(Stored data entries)
===
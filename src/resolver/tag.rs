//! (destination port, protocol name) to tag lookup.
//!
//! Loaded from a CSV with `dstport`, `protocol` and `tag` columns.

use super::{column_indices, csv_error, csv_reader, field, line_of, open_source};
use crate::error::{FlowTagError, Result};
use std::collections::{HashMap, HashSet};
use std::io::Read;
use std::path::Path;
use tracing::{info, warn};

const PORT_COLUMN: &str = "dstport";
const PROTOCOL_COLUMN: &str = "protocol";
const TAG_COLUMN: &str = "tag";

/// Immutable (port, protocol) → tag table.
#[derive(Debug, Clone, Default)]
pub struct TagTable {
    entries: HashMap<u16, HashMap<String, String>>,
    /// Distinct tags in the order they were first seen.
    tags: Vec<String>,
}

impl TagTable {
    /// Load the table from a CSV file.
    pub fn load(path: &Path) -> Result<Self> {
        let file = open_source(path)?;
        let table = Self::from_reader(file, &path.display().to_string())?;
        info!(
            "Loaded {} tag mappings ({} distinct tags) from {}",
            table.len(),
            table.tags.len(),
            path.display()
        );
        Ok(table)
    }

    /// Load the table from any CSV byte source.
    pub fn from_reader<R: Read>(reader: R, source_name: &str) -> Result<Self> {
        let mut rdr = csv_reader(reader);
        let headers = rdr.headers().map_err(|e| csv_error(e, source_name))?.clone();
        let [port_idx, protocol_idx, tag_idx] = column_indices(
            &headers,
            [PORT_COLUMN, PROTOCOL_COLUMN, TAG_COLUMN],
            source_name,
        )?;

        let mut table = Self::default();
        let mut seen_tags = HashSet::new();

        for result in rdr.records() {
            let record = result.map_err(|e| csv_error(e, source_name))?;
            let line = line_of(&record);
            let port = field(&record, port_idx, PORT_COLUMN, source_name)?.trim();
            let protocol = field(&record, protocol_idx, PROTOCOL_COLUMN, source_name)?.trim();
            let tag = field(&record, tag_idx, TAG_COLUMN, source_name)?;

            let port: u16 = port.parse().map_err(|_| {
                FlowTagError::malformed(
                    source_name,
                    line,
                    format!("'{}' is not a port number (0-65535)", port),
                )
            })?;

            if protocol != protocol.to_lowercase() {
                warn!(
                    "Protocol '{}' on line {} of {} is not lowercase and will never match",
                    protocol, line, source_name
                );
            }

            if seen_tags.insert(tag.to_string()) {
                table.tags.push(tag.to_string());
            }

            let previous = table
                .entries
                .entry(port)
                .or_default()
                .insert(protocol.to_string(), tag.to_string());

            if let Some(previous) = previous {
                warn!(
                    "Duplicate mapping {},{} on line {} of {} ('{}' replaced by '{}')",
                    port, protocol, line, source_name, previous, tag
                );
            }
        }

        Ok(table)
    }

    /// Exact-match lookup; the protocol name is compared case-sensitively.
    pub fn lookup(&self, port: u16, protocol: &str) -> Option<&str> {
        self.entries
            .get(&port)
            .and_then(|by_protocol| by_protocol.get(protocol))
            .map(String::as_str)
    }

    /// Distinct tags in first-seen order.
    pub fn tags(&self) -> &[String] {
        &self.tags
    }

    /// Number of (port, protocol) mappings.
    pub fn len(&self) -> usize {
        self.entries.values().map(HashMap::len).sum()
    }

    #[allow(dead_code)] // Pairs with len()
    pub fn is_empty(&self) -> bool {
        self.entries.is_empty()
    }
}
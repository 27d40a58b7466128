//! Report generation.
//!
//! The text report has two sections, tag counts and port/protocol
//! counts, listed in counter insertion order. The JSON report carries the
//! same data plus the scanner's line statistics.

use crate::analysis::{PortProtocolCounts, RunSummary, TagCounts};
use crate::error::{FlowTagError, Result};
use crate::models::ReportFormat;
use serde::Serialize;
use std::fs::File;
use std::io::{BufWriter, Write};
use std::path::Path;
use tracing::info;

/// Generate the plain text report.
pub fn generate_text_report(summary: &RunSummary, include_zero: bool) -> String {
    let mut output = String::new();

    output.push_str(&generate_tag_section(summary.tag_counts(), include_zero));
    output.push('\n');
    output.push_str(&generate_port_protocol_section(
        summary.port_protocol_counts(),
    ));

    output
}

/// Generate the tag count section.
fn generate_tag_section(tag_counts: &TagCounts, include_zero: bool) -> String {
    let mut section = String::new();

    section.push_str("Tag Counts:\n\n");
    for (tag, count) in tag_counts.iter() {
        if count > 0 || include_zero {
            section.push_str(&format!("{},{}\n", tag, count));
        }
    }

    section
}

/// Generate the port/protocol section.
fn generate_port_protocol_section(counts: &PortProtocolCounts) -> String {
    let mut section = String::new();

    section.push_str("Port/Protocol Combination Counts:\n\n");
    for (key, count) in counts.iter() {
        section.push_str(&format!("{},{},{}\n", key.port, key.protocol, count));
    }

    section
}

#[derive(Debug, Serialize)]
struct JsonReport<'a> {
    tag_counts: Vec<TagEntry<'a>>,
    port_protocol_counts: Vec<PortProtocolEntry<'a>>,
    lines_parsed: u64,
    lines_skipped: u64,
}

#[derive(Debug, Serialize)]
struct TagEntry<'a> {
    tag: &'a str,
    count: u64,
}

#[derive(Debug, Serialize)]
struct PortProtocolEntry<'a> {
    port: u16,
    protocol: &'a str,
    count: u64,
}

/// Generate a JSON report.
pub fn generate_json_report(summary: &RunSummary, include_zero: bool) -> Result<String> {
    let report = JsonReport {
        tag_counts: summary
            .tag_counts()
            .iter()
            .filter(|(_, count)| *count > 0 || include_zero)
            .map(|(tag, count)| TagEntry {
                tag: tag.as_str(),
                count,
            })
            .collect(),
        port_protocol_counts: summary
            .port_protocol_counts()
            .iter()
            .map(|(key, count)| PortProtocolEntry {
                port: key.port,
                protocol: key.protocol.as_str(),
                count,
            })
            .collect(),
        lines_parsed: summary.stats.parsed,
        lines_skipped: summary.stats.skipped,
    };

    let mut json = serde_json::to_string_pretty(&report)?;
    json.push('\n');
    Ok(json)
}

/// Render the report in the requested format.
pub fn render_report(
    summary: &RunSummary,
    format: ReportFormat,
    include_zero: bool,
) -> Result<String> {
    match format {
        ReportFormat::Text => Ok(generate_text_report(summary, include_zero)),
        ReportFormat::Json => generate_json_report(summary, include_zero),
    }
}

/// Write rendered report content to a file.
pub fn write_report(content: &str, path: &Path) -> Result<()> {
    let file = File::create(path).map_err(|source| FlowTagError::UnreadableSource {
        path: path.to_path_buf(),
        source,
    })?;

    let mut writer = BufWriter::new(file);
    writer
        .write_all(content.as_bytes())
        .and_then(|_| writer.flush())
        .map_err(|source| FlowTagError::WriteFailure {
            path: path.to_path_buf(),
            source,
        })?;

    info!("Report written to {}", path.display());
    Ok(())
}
===
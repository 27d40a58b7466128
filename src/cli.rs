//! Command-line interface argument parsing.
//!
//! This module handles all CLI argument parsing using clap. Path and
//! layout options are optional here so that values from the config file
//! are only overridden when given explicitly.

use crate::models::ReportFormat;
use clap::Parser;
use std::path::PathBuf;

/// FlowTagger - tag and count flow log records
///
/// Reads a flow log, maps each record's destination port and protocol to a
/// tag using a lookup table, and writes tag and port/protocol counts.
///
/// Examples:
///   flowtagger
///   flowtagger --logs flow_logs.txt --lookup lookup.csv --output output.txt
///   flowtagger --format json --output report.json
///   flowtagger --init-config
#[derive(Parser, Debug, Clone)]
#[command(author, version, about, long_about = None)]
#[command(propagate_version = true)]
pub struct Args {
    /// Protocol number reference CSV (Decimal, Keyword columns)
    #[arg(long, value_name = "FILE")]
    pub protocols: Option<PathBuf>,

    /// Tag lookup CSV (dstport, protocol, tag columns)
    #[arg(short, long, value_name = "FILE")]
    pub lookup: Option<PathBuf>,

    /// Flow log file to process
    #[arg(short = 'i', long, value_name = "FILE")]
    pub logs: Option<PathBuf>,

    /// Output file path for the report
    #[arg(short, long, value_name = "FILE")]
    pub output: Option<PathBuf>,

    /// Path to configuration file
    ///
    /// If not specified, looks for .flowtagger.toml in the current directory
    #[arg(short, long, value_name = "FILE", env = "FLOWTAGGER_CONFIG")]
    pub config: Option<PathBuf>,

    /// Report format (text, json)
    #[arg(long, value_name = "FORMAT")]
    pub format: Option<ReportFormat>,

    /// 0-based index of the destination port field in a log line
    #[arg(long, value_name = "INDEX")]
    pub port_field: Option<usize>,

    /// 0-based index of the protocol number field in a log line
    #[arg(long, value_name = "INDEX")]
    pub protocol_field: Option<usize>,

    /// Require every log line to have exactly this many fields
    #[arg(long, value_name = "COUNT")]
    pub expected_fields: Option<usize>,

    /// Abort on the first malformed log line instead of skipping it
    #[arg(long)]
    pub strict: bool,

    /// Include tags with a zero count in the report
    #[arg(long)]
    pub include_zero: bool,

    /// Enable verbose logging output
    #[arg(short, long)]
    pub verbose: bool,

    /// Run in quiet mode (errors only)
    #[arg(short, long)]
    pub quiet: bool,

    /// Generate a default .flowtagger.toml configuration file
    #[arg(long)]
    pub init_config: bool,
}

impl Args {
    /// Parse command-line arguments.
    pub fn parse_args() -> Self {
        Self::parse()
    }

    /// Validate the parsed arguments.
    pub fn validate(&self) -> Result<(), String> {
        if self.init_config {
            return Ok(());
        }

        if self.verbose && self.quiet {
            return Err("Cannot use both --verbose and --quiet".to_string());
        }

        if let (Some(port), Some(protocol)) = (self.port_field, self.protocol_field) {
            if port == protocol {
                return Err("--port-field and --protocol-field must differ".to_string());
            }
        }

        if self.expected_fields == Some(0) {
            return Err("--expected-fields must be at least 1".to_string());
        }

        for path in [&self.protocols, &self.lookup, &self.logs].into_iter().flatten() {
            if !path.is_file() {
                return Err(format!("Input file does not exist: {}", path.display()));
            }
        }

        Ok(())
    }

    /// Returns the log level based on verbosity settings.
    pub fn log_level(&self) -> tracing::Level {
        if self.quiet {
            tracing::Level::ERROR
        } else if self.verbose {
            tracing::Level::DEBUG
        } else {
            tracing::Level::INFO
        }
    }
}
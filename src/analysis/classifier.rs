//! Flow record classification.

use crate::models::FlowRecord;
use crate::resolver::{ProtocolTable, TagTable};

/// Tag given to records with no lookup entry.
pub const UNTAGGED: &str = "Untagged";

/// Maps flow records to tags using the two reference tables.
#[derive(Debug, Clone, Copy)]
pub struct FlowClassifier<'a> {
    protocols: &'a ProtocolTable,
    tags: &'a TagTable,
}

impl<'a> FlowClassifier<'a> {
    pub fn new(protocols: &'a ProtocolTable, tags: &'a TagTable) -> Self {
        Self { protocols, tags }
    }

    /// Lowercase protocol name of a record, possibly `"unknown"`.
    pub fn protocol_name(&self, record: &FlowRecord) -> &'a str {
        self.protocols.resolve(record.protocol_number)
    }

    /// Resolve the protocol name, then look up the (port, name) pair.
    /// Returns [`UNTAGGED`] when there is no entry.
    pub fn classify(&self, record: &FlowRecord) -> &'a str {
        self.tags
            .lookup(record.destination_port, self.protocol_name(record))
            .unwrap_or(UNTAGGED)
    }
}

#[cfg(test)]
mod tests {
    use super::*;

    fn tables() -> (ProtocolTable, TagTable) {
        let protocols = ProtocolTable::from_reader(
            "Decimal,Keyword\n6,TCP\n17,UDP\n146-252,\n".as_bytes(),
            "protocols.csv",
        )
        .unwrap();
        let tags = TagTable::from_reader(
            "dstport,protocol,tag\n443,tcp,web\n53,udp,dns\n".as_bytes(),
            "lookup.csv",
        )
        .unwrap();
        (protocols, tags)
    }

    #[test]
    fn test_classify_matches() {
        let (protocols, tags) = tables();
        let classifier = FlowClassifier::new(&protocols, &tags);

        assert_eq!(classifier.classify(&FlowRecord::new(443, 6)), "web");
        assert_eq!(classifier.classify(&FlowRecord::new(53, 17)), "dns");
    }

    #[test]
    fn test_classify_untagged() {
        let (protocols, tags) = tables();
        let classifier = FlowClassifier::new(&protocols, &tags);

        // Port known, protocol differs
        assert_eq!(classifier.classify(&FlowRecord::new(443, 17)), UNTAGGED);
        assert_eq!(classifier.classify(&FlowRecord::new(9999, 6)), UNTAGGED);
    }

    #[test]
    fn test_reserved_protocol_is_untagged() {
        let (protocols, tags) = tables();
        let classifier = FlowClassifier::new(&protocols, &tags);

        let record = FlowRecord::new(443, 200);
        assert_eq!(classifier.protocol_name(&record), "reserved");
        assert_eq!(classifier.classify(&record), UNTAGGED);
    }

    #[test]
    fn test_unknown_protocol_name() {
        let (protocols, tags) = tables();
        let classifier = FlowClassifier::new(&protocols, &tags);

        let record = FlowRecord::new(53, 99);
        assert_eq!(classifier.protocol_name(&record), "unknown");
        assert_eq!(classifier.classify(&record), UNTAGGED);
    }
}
===
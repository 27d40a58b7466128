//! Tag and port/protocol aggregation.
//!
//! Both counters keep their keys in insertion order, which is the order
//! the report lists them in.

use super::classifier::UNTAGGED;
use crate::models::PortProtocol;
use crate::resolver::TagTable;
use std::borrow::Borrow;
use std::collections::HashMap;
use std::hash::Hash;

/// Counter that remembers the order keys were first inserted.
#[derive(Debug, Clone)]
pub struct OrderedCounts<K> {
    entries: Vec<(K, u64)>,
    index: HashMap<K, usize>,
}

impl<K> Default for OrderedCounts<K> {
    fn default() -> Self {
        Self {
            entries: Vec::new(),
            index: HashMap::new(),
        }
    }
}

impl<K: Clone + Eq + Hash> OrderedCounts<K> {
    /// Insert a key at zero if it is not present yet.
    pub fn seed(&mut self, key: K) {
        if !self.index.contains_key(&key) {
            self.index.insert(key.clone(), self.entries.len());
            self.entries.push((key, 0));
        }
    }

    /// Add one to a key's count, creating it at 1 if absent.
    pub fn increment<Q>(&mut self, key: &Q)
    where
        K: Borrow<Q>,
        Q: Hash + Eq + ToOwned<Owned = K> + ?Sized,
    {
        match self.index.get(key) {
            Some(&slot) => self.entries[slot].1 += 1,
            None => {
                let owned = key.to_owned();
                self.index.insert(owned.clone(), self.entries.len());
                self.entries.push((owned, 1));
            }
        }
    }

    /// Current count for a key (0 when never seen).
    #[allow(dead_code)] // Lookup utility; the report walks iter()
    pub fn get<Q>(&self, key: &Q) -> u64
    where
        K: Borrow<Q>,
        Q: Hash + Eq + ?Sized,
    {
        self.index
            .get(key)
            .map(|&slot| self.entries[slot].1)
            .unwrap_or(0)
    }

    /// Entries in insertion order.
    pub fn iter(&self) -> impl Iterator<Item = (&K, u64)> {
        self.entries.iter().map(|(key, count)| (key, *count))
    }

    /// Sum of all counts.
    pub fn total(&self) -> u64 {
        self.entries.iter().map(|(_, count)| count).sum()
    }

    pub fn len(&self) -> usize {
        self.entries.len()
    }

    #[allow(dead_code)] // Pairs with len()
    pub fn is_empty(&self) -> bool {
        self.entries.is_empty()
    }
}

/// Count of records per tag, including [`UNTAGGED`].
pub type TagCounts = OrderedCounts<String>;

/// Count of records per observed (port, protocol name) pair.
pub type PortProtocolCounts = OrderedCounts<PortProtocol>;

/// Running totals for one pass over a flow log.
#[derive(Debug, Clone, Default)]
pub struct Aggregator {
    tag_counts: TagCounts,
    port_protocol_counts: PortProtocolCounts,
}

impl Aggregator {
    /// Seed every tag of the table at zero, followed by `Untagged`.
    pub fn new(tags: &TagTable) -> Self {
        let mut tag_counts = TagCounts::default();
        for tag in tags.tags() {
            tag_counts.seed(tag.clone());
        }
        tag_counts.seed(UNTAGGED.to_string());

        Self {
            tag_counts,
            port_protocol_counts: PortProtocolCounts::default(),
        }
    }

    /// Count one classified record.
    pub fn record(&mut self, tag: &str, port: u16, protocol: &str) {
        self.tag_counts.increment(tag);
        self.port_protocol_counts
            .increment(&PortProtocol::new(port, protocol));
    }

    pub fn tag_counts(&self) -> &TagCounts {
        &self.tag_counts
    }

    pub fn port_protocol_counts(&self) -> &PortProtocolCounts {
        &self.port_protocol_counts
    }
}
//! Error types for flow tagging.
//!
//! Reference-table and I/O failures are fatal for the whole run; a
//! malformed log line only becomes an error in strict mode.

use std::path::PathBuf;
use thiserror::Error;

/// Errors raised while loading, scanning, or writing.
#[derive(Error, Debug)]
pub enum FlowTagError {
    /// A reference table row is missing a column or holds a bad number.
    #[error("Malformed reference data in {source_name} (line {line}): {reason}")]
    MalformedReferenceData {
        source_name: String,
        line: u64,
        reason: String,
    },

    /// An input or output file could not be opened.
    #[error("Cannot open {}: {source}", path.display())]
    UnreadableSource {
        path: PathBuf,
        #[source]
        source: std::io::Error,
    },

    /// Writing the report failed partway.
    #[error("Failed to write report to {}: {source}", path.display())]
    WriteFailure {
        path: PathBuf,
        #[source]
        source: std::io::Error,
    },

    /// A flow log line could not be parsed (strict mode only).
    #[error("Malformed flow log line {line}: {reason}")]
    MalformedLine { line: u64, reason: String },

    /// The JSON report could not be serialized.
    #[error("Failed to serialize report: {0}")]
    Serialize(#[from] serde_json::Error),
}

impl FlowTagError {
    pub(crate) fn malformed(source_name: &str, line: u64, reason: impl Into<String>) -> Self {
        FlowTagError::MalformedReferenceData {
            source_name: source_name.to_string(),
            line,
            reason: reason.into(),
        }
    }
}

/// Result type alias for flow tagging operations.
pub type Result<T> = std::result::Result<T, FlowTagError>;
===
-- Problem --
Which lines of the data above contain the string "quiet"? Copy each of them.

-- Exercise response --
    /// Run in quiet mode (errors only)
    pub quiet: bool,
        if self.verbose && self.quiet {
            return Err("Cannot use both --verbose and --quiet".to_string());
        if self.quiet {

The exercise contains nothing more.